O resto da noite passou num único sono, depois que fui atropelado pelo rapaz que pretendia urinar nas hortênsias. Pela manhã, após caminhar um pouco pelo centro, fazendo tempo vendo o leiteiro deixando as caixas de leite nas mercearias e armazéns, desci para rodoviária, indo falar com meu amigo vendedor de pipocas. Pensava eu no que comer durante todo o dia, sem ver solução. Sabendo de minha situação, o amigo logo me serviu um pacote grande de pipocas e notificou que naquele dia eu ia almoçar em sua casa, pois era convidado especial de seus pais, que tinham ficado muito interessados em me conhecer depois do que ele falou de mim para eles. Embora que estivesse muito envergonhado, não só por ser servido por pessoas tão amáveis sem nenhum merecimento, mas também por minha condição de andarilho, fui recebido na casa do amigo como se fosse um príncipe chegado de outro planeta. Não conhecia a importância de ser gaúcho, mas eles me disseram que sempre tiveram vontade de conhecer um gaúcho pessoalmente, de tanto que admiravam, mas ficaram mais encantados quando disse que era gremista e que a cidade onde eu vinha ficava próxima a cidade da sede do Grêmio Futebol Porto-Alegrense.
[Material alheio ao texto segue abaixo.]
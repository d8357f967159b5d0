//! OIDC adapter.
//!
//! Translates a redeemed code into an RS256 ID token for apps flagged `oidc`, and
//! publishes discovery and JWKS documents. Enabled only when both halves of an
//! RSA key pair are configured.

mod jwks;

pub use jwks::{Jwk, Jwks};

use anyhow::{anyhow, Context, Result};
use jsonwebtoken::{encode, Algorithm, EncodingKey, Header};
use rsa::RsaPublicKey;
use serde::{Deserialize, Serialize};
use std::{fmt, path::Path};
use tracing::info;
use utoipa::ToSchema;

use crate::credentials::store::UserInfo;

pub const ID_TOKEN_TTL_SECONDS: i64 = 3600;
pub const ID_TOKEN_SCOPE: &str = "openid email profile";

#[derive(Debug, Clone, PartialEq, Eq, Serialize, Deserialize)]
pub struct IdTokenClaims {
    pub iss: String,
    pub sub: String,
    pub aud: String,
    pub iat: i64,
    pub exp: i64,
    pub email: String,
    pub name: String,
    pub given_name: String,
    pub family_name: String,
}

#[derive(Debug, Clone, Serialize, Deserialize, ToSchema)]
pub struct IdTokenResponse {
    pub access_token: String,
    pub token_type: String,
    pub expires_in: i64,
    pub id_token: String,
    pub scope: String,
}

#[derive(Debug, Clone, Serialize, Deserialize, ToSchema)]
pub struct Discovery {
    pub issuer: String,
    pub authorization_endpoint: String,
    pub end_session_endpoint: String,
    pub token_endpoint: String,
    pub jwks_uri: String,
    pub userinfo_endpoint: String,
    pub response_types_supported: Vec<String>,
    pub grant_types_supported: Vec<String>,
    pub code_challenge_methods_supported: Vec<String>,
    pub token_endpoint_auth_methods_supported: Vec<String>,
    pub id_token_signing_alg_values_supported: Vec<String>,
    pub subject_types_supported: Vec<String>,
}

#[derive(Clone)]
pub struct OidcProvider {
    issuer: String,
    encoding_key: EncodingKey,
    jwks: Jwks,
}

impl fmt::Debug for OidcProvider {
    fn fmt(&self, f: &mut fmt::Formatter<'_>) -> fmt::Result {
        f.debug_struct("OidcProvider")
            .field("issuer", &self.issuer)
            .field("jwks", &self.jwks)
            .finish_non_exhaustive()
    }
}

impl OidcProvider {
    /// Build a provider from PEM encoded keys.
    ///
    /// # Errors
    /// Returns an error if either key cannot be parsed or the keys do not form a pair.
    pub fn from_pem(issuer: &str, private_pem: &str, public_pem: &str) -> Result<Self> {
        let private_key = jwks::decode_private_key(private_pem)?;
        let public_key = jwks::decode_public_key(public_pem)?;
        if RsaPublicKey::from(&private_key) != public_key {
            return Err(anyhow!("OIDC public key does not match the private key"));
        }

        let encoding_key = EncodingKey::from_rsa_pem(private_pem.as_bytes())
            .context("failed to load OIDC signing key")?;

        Ok(Self {
            issuer: issuer.trim_end_matches('/').to_string(),
            encoding_key,
            jwks: Jwks {
                keys: vec![Jwk::from_rsa_public_key(&public_key)],
            },
        })
    }

    /// Read the key pair from disk.
    ///
    /// # Errors
    /// Returns an error if a file cannot be read or the keys are invalid.
    pub fn load(issuer: &str, private_path: &Path, public_path: &Path) -> Result<Self> {
        let private_pem = std::fs::read_to_string(private_path)
            .with_context(|| format!("failed to read {}", private_path.display()))?;
        let public_pem = std::fs::read_to_string(public_path)
            .with_context(|| format!("failed to read {}", public_path.display()))?;
        let provider = Self::from_pem(issuer, &private_pem, &public_pem)?;
        info!(kid = %provider.kid(), "OIDC enabled");
        Ok(provider)
    }

    #[must_use]
    pub fn issuer(&self) -> &str {
        &self.issuer
    }

    #[must_use]
    pub fn jwks(&self) -> &Jwks {
        &self.jwks
    }

    fn kid(&self) -> &str {
        self.jwks.keys.first().map_or("", |jwk| jwk.kid.as_str())
    }

    #[must_use]
    pub fn claims(&self, user: &UserInfo, app_id: &str, now: i64) -> IdTokenClaims {
        IdTokenClaims {
            iss: self.issuer.clone(),
            sub: user.user_id.to_string(),
            aud: app_id.to_string(),
            iat: now,
            exp: now + ID_TOKEN_TTL_SECONDS,
            email: user.email.clone(),
            name: user.name(),
            given_name: user.firstname.clone(),
            family_name: user.lastname.clone(),
        }
    }

    /// # Errors
    /// Returns an error if signing fails.
    pub fn sign(&self, claims: &IdTokenClaims) -> Result<String> {
        let mut header = Header::new(Algorithm::RS256);
        header.kid = Some(self.kid().to_string());
        encode(&header, claims, &self.encoding_key).context("failed to sign ID token")
    }

    /// Sign an ID token for `user` and wrap it in the token endpoint response.
    ///
    /// # Errors
    /// Returns an error if signing fails.
    pub fn id_token_response(
        &self,
        user: &UserInfo,
        app_id: &str,
        access_token: &str,
        now: i64,
    ) -> Result<IdTokenResponse> {
        let id_token = self.sign(&self.claims(user, app_id, now))?;
        Ok(IdTokenResponse {
            access_token: access_token.to_string(),
            token_type: "Bearer".to_string(),
            expires_in: ID_TOKEN_TTL_SECONDS,
            id_token,
            scope: ID_TOKEN_SCOPE.to_string(),
        })
    }

    #[must_use]
    pub fn discovery(&self) -> Discovery {
        let host = &self.issuer;
        let list = |value: &str| vec![value.to_string()];
        Discovery {
            issuer: host.clone(),
            authorization_endpoint: format!("{host}/login"),
            end_session_endpoint: format!("{host}/account"),
            token_endpoint: format!("{host}/api/oidc-token"),
            jwks_uri: format!("{host}/api/jwks"),
            userinfo_endpoint: format!("{host}/api/oidc-userinfo"),
            response_types_supported: list("code"),
            grant_types_supported: list("authorization_code"),
            code_challenge_methods_supported: list("S256"),
            token_endpoint_auth_methods_supported: list("client_secret_post"),
            id_token_signing_alg_values_supported: list("RS256"),
            subject_types_supported: list("public"),
        }
    }
}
Estupefato, vi feliz seus sorrisos verdadeiros por me terem recebido em sua casa. Jamais em minha vida vira tal demonstração de afeto e tanto valor demonstrado a uma pessoa comum e a coisas tão simples, como ser gaúcho e gremista.
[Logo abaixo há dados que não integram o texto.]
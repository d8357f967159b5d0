use anyhow::Result;
use pordisto::cli;

#[tokio::main]
async fn main() -> Result<()> {
    let action = cli::start()?;

    action.execute().await?;

    Ok(())
}
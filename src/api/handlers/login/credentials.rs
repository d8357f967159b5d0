//! Interactive logins: email + password, and Google ID tokens.

use axum::{
    extract::{ConnectInfo, Extension, Query},
    http::{HeaderMap, StatusCode},
    response::{IntoResponse, Response},
    Json,
};
use std::{net::SocketAddr, sync::Arc};
use tracing::warn;

use super::{
    body, login_context, require_recaptcha, resolve_app, respond, start_session,
    types::{reject, reply, AppParams, CredentialsRequest, GoogleLoginRequest, StatusResponse},
    unexpected, LoginState,
};
use crate::error::LoginError;

const GOOGLE_ASSOCIATION: &str = "google";

fn required(value: Option<String>, field: &str) -> Result<String, Response> {
    value
        .map(|value| value.trim().to_string())
        .filter(|value| !value.is_empty())
        .ok_or_else(|| reject(StatusCode::BAD_REQUEST, StatusResponse::bad_request(field)))
}

/// Like [`required`], but the value is returned as sent: surrounding spaces
/// are part of a password.
fn secret(value: Option<String>, field: &str) -> Result<String, Response> {
    value
        .filter(|value| !value.trim().is_empty())
        .ok_or_else(|| reject(StatusCode::BAD_REQUEST, StatusResponse::bad_request(field)))
}

#[utoipa::path(
    post,
    path = "/api/login/enter-credentials",
    request_body = CredentialsRequest,
    params(AppParams),
    responses(
        (status = 200, description = "Credentials accepted, II and BI written", body = StatusResponse),
        (status = 400, description = "Missing field, invalid captcha or unknown app", body = StatusResponse),
        (status = 401, description = "NotFound or Unauthorized", body = StatusResponse),
    ),
    tag = "login"
)]
pub async fn enter_credentials(
    headers: HeaderMap,
    connect: Option<ConnectInfo<SocketAddr>>,
    login: Extension<Arc<LoginState>>,
    query: Query<AppParams>,
    payload: Option<Json<CredentialsRequest>>,
) -> Response {
    let request: CredentialsRequest = body(payload);
    respond(by_password(&login, &headers, connect.as_ref(), request, query.0).await)
}

async fn by_password(
    login: &LoginState,
    headers: &HeaderMap,
    connect: Option<&ConnectInfo<SocketAddr>>,
    request: CredentialsRequest,
    query: AppParams,
) -> Result<Response, Response> {
    let email = required(request.email, "email")?;
    let password = secret(request.password, "password")?;
    require_recaptcha(login, request.recaptcha.as_deref()).await?;
    let params = request.app.or(query);
    let app = resolve_app(login, params.id()).await?;

    let ctx = login_context(login, headers, connect).await;
    let issued = match login.verifier().by_password(&email, Some(&password), &ctx).await {
        Ok(issued) => issued,
        Err(LoginError::Unexpected(err)) => return Err(unexpected("password login failed", err)),
        Err(LoginError::Unauthorized) => {
            return Err(reject(
                StatusCode::UNAUTHORIZED,
                StatusResponse::new("Unauthorized"),
            ))
        }
        Err(_) => {
            return Err(reject(
                StatusCode::UNAUTHORIZED,
                StatusResponse::new("NotFound"),
            ))
        }
    };

    let out = start_session(login, issued, &app, params)?;
    Ok(reply(StatusCode::OK, out, StatusResponse::new("Success")))
}

#[utoipa::path(
    post,
    path = "/api/login/gcb",
    request_body = GoogleLoginRequest,
    params(AppParams),
    responses(
        (status = 200, description = "Google identity accepted, II and BI written"),
        (status = 400, description = "Invalid captcha, app, token or unknown user", body = StatusResponse),
    ),
    tag = "login"
)]
pub async fn google_callback(
    headers: HeaderMap,
    connect: Option<ConnectInfo<SocketAddr>>,
    login: Extension<Arc<LoginState>>,
    query: Query<AppParams>,
    payload: Option<Json<GoogleLoginRequest>>,
) -> Response {
    let request: GoogleLoginRequest = body(payload);
    respond(by_google(&login, &headers, connect.as_ref(), request, query.0).await)
}

async fn by_google(
    login: &LoginState,
    headers: &HeaderMap,
    connect: Option<&ConnectInfo<SocketAddr>>,
    request: GoogleLoginRequest,
    query: AppParams,
) -> Result<Response, Response> {
    require_recaptcha(login, request.recaptcha.as_deref()).await?;
    let params = request.app.or(query);
    let app = resolve_app(login, params.id()).await?;
    let id_token = required(request.id_token, "id_token")?;

    let server_error = || {
        reject(
            StatusCode::BAD_REQUEST,
            StatusResponse::new("ServerError"),
        )
    };
    let federated = login
        .identity()
        .verify_id_token(&id_token)
        .await
        .map_err(|err| {
            warn!("rejected google id token: {err:#}");
            server_error()
        })?;
    let Some(email) = federated.email else {
        return Err(reject(
            StatusCode::BAD_REQUEST,
            StatusResponse::new("InvalidEmail"),
        ));
    };
    let sub = required(federated.sub, "sub")?;

    let ctx = login_context(login, headers, connect).await;
    let issued = match login
        .verifier()
        .by_federated(GOOGLE_ASSOCIATION, &email, &sub, &ctx)
        .await
    {
        Ok(issued) => issued,
        Err(LoginError::NotFound) => {
            return Err(reject(
                StatusCode::BAD_REQUEST,
                StatusResponse::new("NotFound"),
            ))
        }
        Err(err) => {
            warn!("google login failed: {err}");
            return Err(server_error());
        }
    };

    let out = start_session(login, issued, &app, params)?;
    Ok((StatusCode::OK, out).into_response())
}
Quando despedimo-nos para retornar a rodoviária, indagaram se eu iria permanecer na cidade, fazendo já o convite para voltar outras vezes caso ficasse. Respondi que não sabia, pois dependia de conseguir trabalho, mas não poderia esperar muito, porque não tinha o que comer e nem onde ficar, muito menos roupa para trocar. Todavia, se seguisse viagem, iria para São Paulo. O pai do meu amigo disse que um trem saia de Lages no sábado, às dezoito horas, indo até Mafra, da divisa com o Estado do Paraná, onde chegava após doze horas e vinte minutos de viagem. Era sexta-feira. Falei que ia procurar a distribuidora de picolés e se não conseguisse produto para vender tomaria aquele trem no dia seguinte. Pediram-me então que se fosse embora voltasse para outra refeição e para as despedidas.
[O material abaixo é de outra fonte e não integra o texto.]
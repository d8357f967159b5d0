//! Final login step: promote II to LI and send the browser back to the app.
//!
//! Apps with a `login_callback` get a PKCE-bound code, the consoles get a local
//! redirect, and every other app gets a code bound to its secret.

use axum::{
    extract::{Extension, Query},
    http::{HeaderMap, StatusCode},
    response::Response,
    Json,
};
use std::sync::Arc;

use super::{
    body, current_identity,
    profile::{select_profile, ProfileSelection},
    require_browser, require_identity, require_recaptcha, resolve_app, respond,
    types::{reject, reply, user_agent, AppParams, AppRequest, ExchangePayload, StatusResponse},
    unexpected, LoginState,
};
use crate::{
    apps::{App, Console},
    exchange::Challenge,
    session::PendingLogin,
};

const ADMIN_REDIRECT: &str = "/admin";
const ACCOUNT_REDIRECT: &str = "/account";

fn pending_params(temp: &PendingLogin) -> AppParams {
    AppParams {
        id: temp.app_id.clone(),
        cb: temp.cb.clone(),
        challenge: temp.challenge.clone(),
        state: temp.state.clone(),
    }
}

#[utoipa::path(
    post,
    path = "/api/login/setup-token",
    request_body = AppRequest,
    params(AppParams),
    responses(
        (status = 200, description = "LI written; redirect carries the code", body = StatusResponse),
        (status = 400, description = "Missing cookie or parameter, AppNotConfirmed", body = StatusResponse),
        (status = 403, description = "AppForbidden", body = StatusResponse),
    ),
    tag = "login"
)]
pub async fn setup_token(
    headers: HeaderMap,
    login: Extension<Arc<LoginState>>,
    query: Query<AppParams>,
    payload: Option<Json<AppRequest>>,
) -> Response {
    let request: AppRequest = body(payload);
    respond(setup(&login, &headers, request, query.0).await)
}

async fn setup(
    login: &LoginState,
    headers: &HeaderMap,
    request: AppRequest,
    query: AppParams,
) -> Result<Response, Response> {
    require_recaptcha(login, request.recaptcha.as_deref()).await?;
    let stored = current_identity(login, headers)
        .and_then(|cookie| cookie.state.pending().map(pending_params))
        .unwrap_or_default();
    let params = request.app.or(query).or(stored);
    let app = resolve_app(login, params.id()).await?;
    require_browser(login, headers)?;
    let mut session = require_identity(login, headers)?;

    if !app.missing_groups(&session.base().groups).is_empty() {
        return Err(reject(
            StatusCode::FORBIDDEN,
            StatusResponse::new("AppForbidden").with_name(&app.name),
        ));
    }
    if session.awaiting_tfa() {
        return Err(reject(
            StatusCode::BAD_REQUEST,
            StatusResponse::bad_request("tfa"),
        ));
    }
    if app.requires_confirmation() && !session.base().is_confirmed(&app.app_id) {
        return Err(reject(
            StatusCode::BAD_REQUEST,
            StatusResponse::new("AppNotConfirmed"),
        ));
    }
    let selection = select_profile(login.pool(), &mut session, &app)
        .await
        .map_err(|err| unexpected("failed to load profiles", err))?;
    if let ProfileSelection::Pending(_) = selection {
        return Err(reject(
            StatusCode::BAD_REQUEST,
            StatusResponse::bad_request("profile"),
        ));
    }

    let session = session.finalize();
    let payload = ExchangePayload {
        identity: session.base().clone(),
        app_id: app.app_id.clone(),
        ua: user_agent(headers),
    };
    let redirect = redirect_for(login, &app, &params, &payload).await?;

    let mut out = HeaderMap::new();
    login
        .cookies()
        .write_identity(&mut out, &session)
        .map_err(|err| unexpected("failed to write identity cookie", err))?;
    Ok(reply(
        StatusCode::OK,
        out,
        StatusResponse::new("Success").with_redirect(redirect),
    ))
}

async fn redirect_for(
    login: &LoginState,
    app: &App,
    params: &AppParams,
    payload: &ExchangePayload,
) -> Result<String, Response> {
    let missing = |field: &str| reject(StatusCode::BAD_REQUEST, StatusResponse::bad_request(field));

    let (challenge, base) = if let Some(callback) = &app.login_callback {
        let challenge = params.challenge.clone().ok_or_else(|| missing("challenge"))?;
        (Challenge::Pkce(challenge), callback.as_str())
    } else {
        match app.console {
            Some(Console::Admin) => return Ok(ADMIN_REDIRECT.to_string()),
            Some(Console::Account) => {
                return Ok(params
                    .cb
                    .clone()
                    .filter(|cb| cb.starts_with('/') && !cb.starts_with("//"))
                    .unwrap_or_else(|| ACCOUNT_REDIRECT.to_string()))
            }
            None => {
                let cb = params.cb.as_deref().ok_or_else(|| missing("cb"))?;
                (Challenge::AppSecret(app.secret.clone()), cb)
            }
        }
    };

    login
        .exchange()
        .generate(
            login.pool(),
            &challenge,
            payload,
            base,
            params.state.as_deref(),
        )
        .await
        .map_err(|err| unexpected("failed to generate code", err))
}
No retorno para a rodoviária já comecei a sentir cansaço, dores na caixa torácica, na cabeça e nuca, respiração quente e pouca disposição, sintomas que, comumente, se antecipavam as crises de bronquite mais assoladoras que desde sempre me acometiam algumas vezes no ano. Com muito pouca força para caminhar, despedi-me do amigo bem antes de findar seu expediente e encarei a subida da longa avenida até a praça, onde pretendia deitar em um dos bancos e adormecer simplesmente, sem saber como suportaria a noite sob as hortênsias com o início de uma grave inflamação respiratória, queimando de febre.